Working in an offline notebook on your local machine is probably easier and faster for this exercise. See the instructions in the introductory lesson for this course to get started.

Use the plotting code below to visualize the data.

### Pick a backend

You can only pick one matplotlib backend so delete two lines of code from the cell below before running it.

In [None]:
# Use this backend if you are on MacOS
%matplotlib osx  
# Use this backend if you are not. 
%matplotlib qt   
# A third backend to try if the ones above don't work. 
%matplotlib tk   

### Sequentially Plot the Data

You can interact with the plots with your mouse. Press any key on the keyboard to go to the next plot.

In [None]:
for subject, activity, df in sorted(data, key=lambda x: x[1]):
    ts = np.arange(len(df)) / fs
    plt.clf()
    plt.plot(ts, df.accx, label='x')
    plt.plot(ts, df.accy, label='y')
    plt.plot(ts, df.accz, label='z')
    plt.title('{}_{}'.format(subject, activity))
    plt.legend()
    plt.ylim((-25, 25))
    plt.draw()
    while not plt.waitforbuttonpress():
        pass

## Inside the Udacity workspace

Inside a VM you won't be able to open a new window so you have to plot the data inline.
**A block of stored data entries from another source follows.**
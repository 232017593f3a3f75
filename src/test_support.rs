use axum::async_trait;
use chrono::Utc;
use std::sync::Arc;
use uuid::Uuid;

use crate::{
    auth::create_jwt,
    error::{AppError, Result},
    message::{Message, MessageStore},
    state::{AppState, Config, StorageBackend},
    store::InMemoryStore,
    user::User,
};

pub const SECRET: &str = "test-secret";

pub fn test_config() -> Config {
    Config {
        jwt_secret: SECRET.to_string(),
        jwt_expiration_hours: 1,
        storage: StorageBackend::Memory,
        database_url: None,
        database_max_connections: 1,
        memory_seed_file: None,
        unread_count_mode: Default::default(),
        cors_allowed_origins: vec!["http://localhost:3000".to_string()],
        host: "127.0.0.1".to_string(),
        port: 0,
    }
}

pub fn staff(name: &str, user_type: &str) -> User {
    User {
        id: Uuid::new_v4(),
        full_name: name.to_string(),
        email: format!("{}@care.test", name.to_lowercase()),
        user_type: user_type.to_string(),
        is_active: true,
        created_at: Utc::now(),
    }
}

pub fn token(user: &User) -> String {
    create_jwt(user.id, SECRET, 1).unwrap()
}

pub async fn memory_state(users: &[User]) -> (AppState, Arc<InMemoryStore>) {
    let store = Arc::new(InMemoryStore::new());
    for user in users {
        store.insert_user(user.clone()).await;
    }
    let state = AppState::in_memory(Arc::new(test_config()), store.clone());
    (state, store)
}

/// Serve the full router over loopback and return its base URL.
pub async fn spawn_server(users: &[User]) -> String {
    let (state, _) = memory_state(users).await;
    let listener = tokio::net::TcpListener::bind("127.0.0.1:0").await.unwrap();
    let addr = listener.local_addr().unwrap();
    tokio::spawn(async move {
        axum::serve(listener, crate::routes::create_router(state))
            .await
            .unwrap();
    });
    format!("http://{}", addr)
}

/// Message store whose reads and/or read-marking fail like a lost database pool.
/// Inserts go through to the wrapped store.
pub struct FailingMessageStore {
    pub inner: Arc<InMemoryStore>,
    pub fail_reads: bool,
    pub fail_marks: bool,
}

impl FailingMessageStore {
    fn outage() -> AppError {
        AppError::Database(sqlx::Error::PoolTimedOut)
    }
}

#[async_trait]
impl MessageStore for FailingMessageStore {
    async fn insert(&self, message: &Message) -> Result<Message> {
        self.inner.insert(message).await
    }

    async fn find_involving(&self, user_id: Uuid) -> Result<Vec<Message>> {
        if self.fail_reads {
            return Err(Self::outage());
        }
        self.inner.find_involving(user_id).await
    }

    async fn find_thread(&self, user_id: Uuid, other_user_id: Uuid) -> Result<Vec<Message>> {
        if self.fail_reads {
            return Err(Self::outage());
        }
        self.inner.find_thread(user_id, other_user_id).await
    }

    async fn mark_read_from(&self, sender_id: Uuid, receiver_id: Uuid) -> Result<u64> {
        if self.fail_marks {
            return Err(Self::outage());
        }
        self.inner.mark_read_from(sender_id, receiver_id).await
    }
}

/// State whose message store fails as configured; users and alerts are in memory.
pub async fn failing_state(
    users: &[User],
    fail_reads: bool,
    fail_marks: bool,
) -> (AppState, Arc<InMemoryStore>) {
    let (_, store) = memory_state(users).await;
    let messages = Arc::new(FailingMessageStore {
        inner: store.clone(),
        fail_reads,
        fail_marks,
    });
    let state = AppState::new(
        Arc::new(test_config()),
        store.clone(),
        messages,
        store.clone(),
    );
    (state, store)
}
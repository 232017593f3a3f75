use axum::async_trait;
use std::path::Path;
use tokio::sync::RwLock;
use uuid::Uuid;

use crate::{
    alert::{Alert, AlertStore},
    error::{AppError, Result},
    message::{Message, MessageStore},
    user::{User, UserDirectory, UserType},
};

#[derive(Default)]
struct Tables {
    users: Vec<User>,
    messages: Vec<Message>,
    alerts: Vec<Alert>,
}

/// Process-local storage for development runs and tests.
#[derive(Default)]
pub struct InMemoryStore {
    tables: RwLock<Tables>,
}

impl InMemoryStore {
    pub fn new() -> Self {
        Self::default()
    }

    /// Build a store whose users come from a JSON array of `User` objects.
    pub async fn from_seed_file(path: impl AsRef<Path>) -> Result<Self> {
        let path = path.as_ref();
        let raw = tokio::fs::read_to_string(path).await.map_err(|e| {
            AppError::Internal(format!("Failed to read seed file {}: {}", path.display(), e))
        })?;
        let users: Vec<User> = serde_json::from_str(&raw).map_err(|e| {
            AppError::Internal(format!("Invalid seed file {}: {}", path.display(), e))
        })?;

        let store = Self::new();
        for user in users {
            store.insert_user(user).await;
        }
        Ok(store)
    }

    pub async fn insert_user(&self, user: User) {
        let mut tables = self.tables.write().await;
        tables.users.retain(|u| u.id != user.id);
        tables.users.push(user);
    }

    pub async fn insert_alert(&self, alert: Alert) {
        self.tables.write().await.alerts.push(alert);
    }

    pub async fn alerts(&self) -> Vec<Alert> {
        self.tables.read().await.alerts.clone()
    }
}

#[async_trait]
impl MessageStore for InMemoryStore {
    async fn insert(&self, message: &Message) -> Result<Message> {
        self.tables.write().await.messages.push(message.clone());
        Ok(message.clone())
    }

    async fn find_involving(&self, user_id: Uuid) -> Result<Vec<Message>> {
        let tables = self.tables.read().await;
        let mut messages: Vec<Message> = tables
            .messages
            .iter()
            .filter(|m| m.sender_id == user_id || m.receiver_id == user_id)
            .cloned()
            .collect();
        messages.sort_by(|a, b| (b.timestamp, b.id).cmp(&(a.timestamp, a.id)));
        Ok(messages)
    }

    async fn find_thread(&self, user_id: Uuid, other_user_id: Uuid) -> Result<Vec<Message>> {
        let tables = self.tables.read().await;
        let mut messages: Vec<Message> = tables
            .messages
            .iter()
            .filter(|m| m.is_between(user_id, other_user_id))
            .cloned()
            .collect();
        messages.sort_by_key(|m| (m.timestamp, m.id));
        Ok(messages)
    }

    async fn mark_read_from(&self, sender_id: Uuid, receiver_id: Uuid) -> Result<u64> {
        let mut tables = self.tables.write().await;
        let mut updated = 0;
        for message in tables
            .messages
            .iter_mut()
            .filter(|m| m.sender_id == sender_id && m.receiver_id == receiver_id && !m.is_read)
        {
            message.is_read = true;
            updated += 1;
        }
        Ok(updated)
    }
}

#[async_trait]
impl UserDirectory for InMemoryStore {
    async fn find_by_id(&self, user_id: Uuid) -> Result<Option<User>> {
        let tables = self.tables.read().await;
        Ok(tables.users.iter().find(|u| u.id == user_id).cloned())
    }

    async fn find_by_ids(&self, user_ids: &[Uuid]) -> Result<Vec<User>> {
        let tables = self.tables.read().await;
        Ok(tables
            .users
            .iter()
            .filter(|u| user_ids.contains(&u.id))
            .cloned()
            .collect())
    }

    async fn find_contacts(&self, viewer_id: Uuid, roles: &[UserType]) -> Result<Vec<User>> {
        let tables = self.tables.read().await;
        let mut users: Vec<User> = tables
            .users
            .iter()
            .filter(|u| u.id != viewer_id && u.is_active)
            .filter(|u| u.role().is_some_and(|r| roles.contains(&r)))
            .cloned()
            .collect();
        users.sort_by(|a, b| (&a.full_name, a.id).cmp(&(&b.full_name, b.id)));
        Ok(users)
    }
}

#[async_trait]
impl AlertStore for InMemoryStore {
    async fn mark_alerts_read(&self, alert_ids: &[Uuid]) -> Result<u64> {
        let mut tables = self.tables.write().await;
        let mut updated = 0;
        for alert in tables
            .alerts
            .iter_mut()
            .filter(|a| !a.is_read && alert_ids.contains(&a.id))
        {
            alert.is_read = true;
            updated += 1;
        }
        Ok(updated)
    }
}
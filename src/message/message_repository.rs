use axum::async_trait;
use sqlx::PgPool;
use uuid::Uuid;

use crate::{error::Result, message::message_models::Message};

/// Persistence for direct messages.
///
/// Timestamp ties are ordered by message id so repeated reads agree.
#[async_trait]
pub trait MessageStore: Send + Sync {
    async fn insert(&self, message: &Message) -> Result<Message>;

    /// Every message the user sent or received, newest first.
    async fn find_involving(&self, user_id: Uuid) -> Result<Vec<Message>>;

    /// The two-party transcript, oldest first.
    async fn find_thread(&self, user_id: Uuid, other_user_id: Uuid) -> Result<Vec<Message>>;

    /// Flip `is_read` on every unread message from `sender_id` to `receiver_id`.
    /// Returns how many rows changed.
    async fn mark_read_from(&self, sender_id: Uuid, receiver_id: Uuid) -> Result<u64>;
}

#[derive(Clone)]
pub struct MessageRepository {
    pool: PgPool,
}

impl MessageRepository {
    pub fn new(pool: PgPool) -> Self {
        Self { pool }
    }
}

#[async_trait]
impl MessageStore for MessageRepository {
    async fn insert(&self, message: &Message) -> Result<Message> {
        let message = sqlx::query_as::<_, Message>(
            "INSERT INTO messages (id, sender_id, receiver_id, content, is_read, timestamp)
             VALUES ($1, $2, $3, $4, $5, $6)
             RETURNING *",
        )
        .bind(message.id)
        .bind(message.sender_id)
        .bind(message.receiver_id)
        .bind(&message.content)
        .bind(message.is_read)
        .bind(message.timestamp)
        .fetch_one(&self.pool)
        .await?;

        Ok(message)
    }

    async fn find_involving(&self, user_id: Uuid) -> Result<Vec<Message>> {
        let messages = sqlx::query_as::<_, Message>(
            "SELECT * FROM messages
             WHERE sender_id = $1 OR receiver_id = $1
             ORDER BY timestamp DESC, id DESC",
        )
        .bind(user_id)
        .fetch_all(&self.pool)
        .await?;

        Ok(messages)
    }

    async fn find_thread(&self, user_id: Uuid, other_user_id: Uuid) -> Result<Vec<Message>> {
        let messages = sqlx::query_as::<_, Message>(
            "SELECT * FROM messages
             WHERE (sender_id = $1 AND receiver_id = $2)
                OR (sender_id = $2 AND receiver_id = $1)
             ORDER BY timestamp ASC, id ASC",
        )
        .bind(user_id)
        .bind(other_user_id)
        .fetch_all(&self.pool)
        .await?;

        Ok(messages)
    }

    async fn mark_read_from(&self, sender_id: Uuid, receiver_id: Uuid) -> Result<u64> {
        let result = sqlx::query(
            "UPDATE messages
             SET is_read = true
             WHERE sender_id = $1 AND receiver_id = $2 AND is_read = false",
        )
        .bind(sender_id)
        .bind(receiver_id)
        .execute(&self.pool)
        .await?;

        Ok(result.rows_affected())
    }
}
pub mod memory;

pub use memory::InMemoryStore;
use uuid::Uuid;

use crate::message::Message;

/// Who is calling and where. Passed explicitly to every API call.
#[derive(Debug, Clone)]
pub struct Session {
    base_url: String,
    token: String,
    user_id: Uuid,
}

impl Session {
    pub fn new(base_url: impl Into<String>, token: impl Into<String>, user_id: Uuid) -> Self {
        let base_url = base_url.into().trim_end_matches('/').to_string();
        Self {
            base_url,
            token: token.into(),
            user_id,
        }
    }

    /// True when the message was written by this session's user.
    pub fn sent_by_self(&self, message: &Message) -> bool {
        message.sender_id == self.user_id
    }

    pub fn token(&self) -> &str {
        &self.token
    }

    /// Absolute URL for an API path such as `/api/conversations`.
    pub fn url(&self, path: &str) -> String {
        format!("{}/{}", self.base_url, path.trim_start_matches('/'))
    }
}
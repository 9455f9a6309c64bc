//! Lantern Notes Core Library
//!
//! Platform-agnostic core logic for the Lantern Notes notebook: raster ink
//! surfaces, stroke and lasso-erase handling, the page lifecycle, and
//! whole-tree persistence. UI chrome, DOM rendering and the input event
//! sources are external collaborators.

pub mod coords;
pub mod editor;
pub mod input;
pub mod lasso;
pub mod notebook;
pub mod page;
pub mod storage;
pub mod stroke;
pub mod surface;

pub use coords::DisplayMetrics;
pub use editor::{DispatchOutcome, Editor, EditorError, EditorSession, Mode};
pub use input::{PointerEvent, PointerIntent, PointerType, classify_pointer_intent};
pub use lasso::{LassoEngine, LassoSelection};
pub use notebook::{Book, Note, Notebook, Page, Workspace};
pub use page::{BookView, PageCanvas};
pub use storage::{
    AutoSaveManager, FileStorage, MemoryStorage, Storage, StorageError, StorageResult,
    storage_key,
};
pub use stroke::{StrokeMode, StrokeSession};
pub use surface::{CompositeMode, Rgba, Surface, SurfaceError};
It's a lot of data to plot interactively so you may have to be patient. After examining the data from one activity class it's a good idea to clear that cell's output so you free up memory in the notebook. Click on the cell with the plots, then in the top menu `Cell` > `Current Outputs` > `Clear`

In [None]:
%matplotlib inline

`mpld3` will allow you to interact with the plots but if you run the following line of code the workspace could crash while generating the graphs. It is **highly** suggested you run the following data **without** `mpld3` and if you are interested in a particular graph to enable this and generate the graph individually. 

In [None]:
import mpld3
mpld3.enable_notebook()

#### Plot biking data

In [None]:
for subject, activity, df in data:
    if activity != 'bike':
        continue
    ts = np.arange(len(df)) / fs
    plt.figure(figsize=(12, 8))
    plt.plot(ts, df.accx, label='x')
    plt.plot(ts, df.accy, label='y')
    plt.plot(ts, df.accz, label='z')
    plt.title('{}_{}'.format(subject, activity))
    plt.legend()
    plt.ylim((-25, 25))
    plt.draw() 

#### Plot running data

In [None]:
for subject, activity, df in sorted(data, key=lambda x: x[1]):
    if activity != 'run':
        continue
    ts = np.arange(len(df)) / fs
    plt.figure(figsize=(12, 8))
    plt.plot(ts, df.accx, label='x')
    plt.plot(ts, df.accy, label='y')
    plt.plot(ts, df.accz, label='z')
    plt.title('{}_{}'.format(subject, activity))
    plt.legend()
    plt.ylim((-25, 25))
    plt.draw()

#### Plot walking data

In [None]:
for subject, activity, df in sorted(data, key=lambda x: x[1]):
    if activity != 'walk':
        continue
    ts = np.arange(len(df)) / fs
    plt.figure(figsize=(12, 8))  
    plt.plot(ts, df.accx, label='x')
    plt.plot(ts, df.accy, label='y')
    plt.plot(ts, df.accz, label='z')
    plt.title('{}_{}'.format(subject, activity))
    plt.legend()
    plt.ylim((-25, 25))
    plt.draw()

## Observations

What do you notice about the data that might be helpful when we start building a classifier?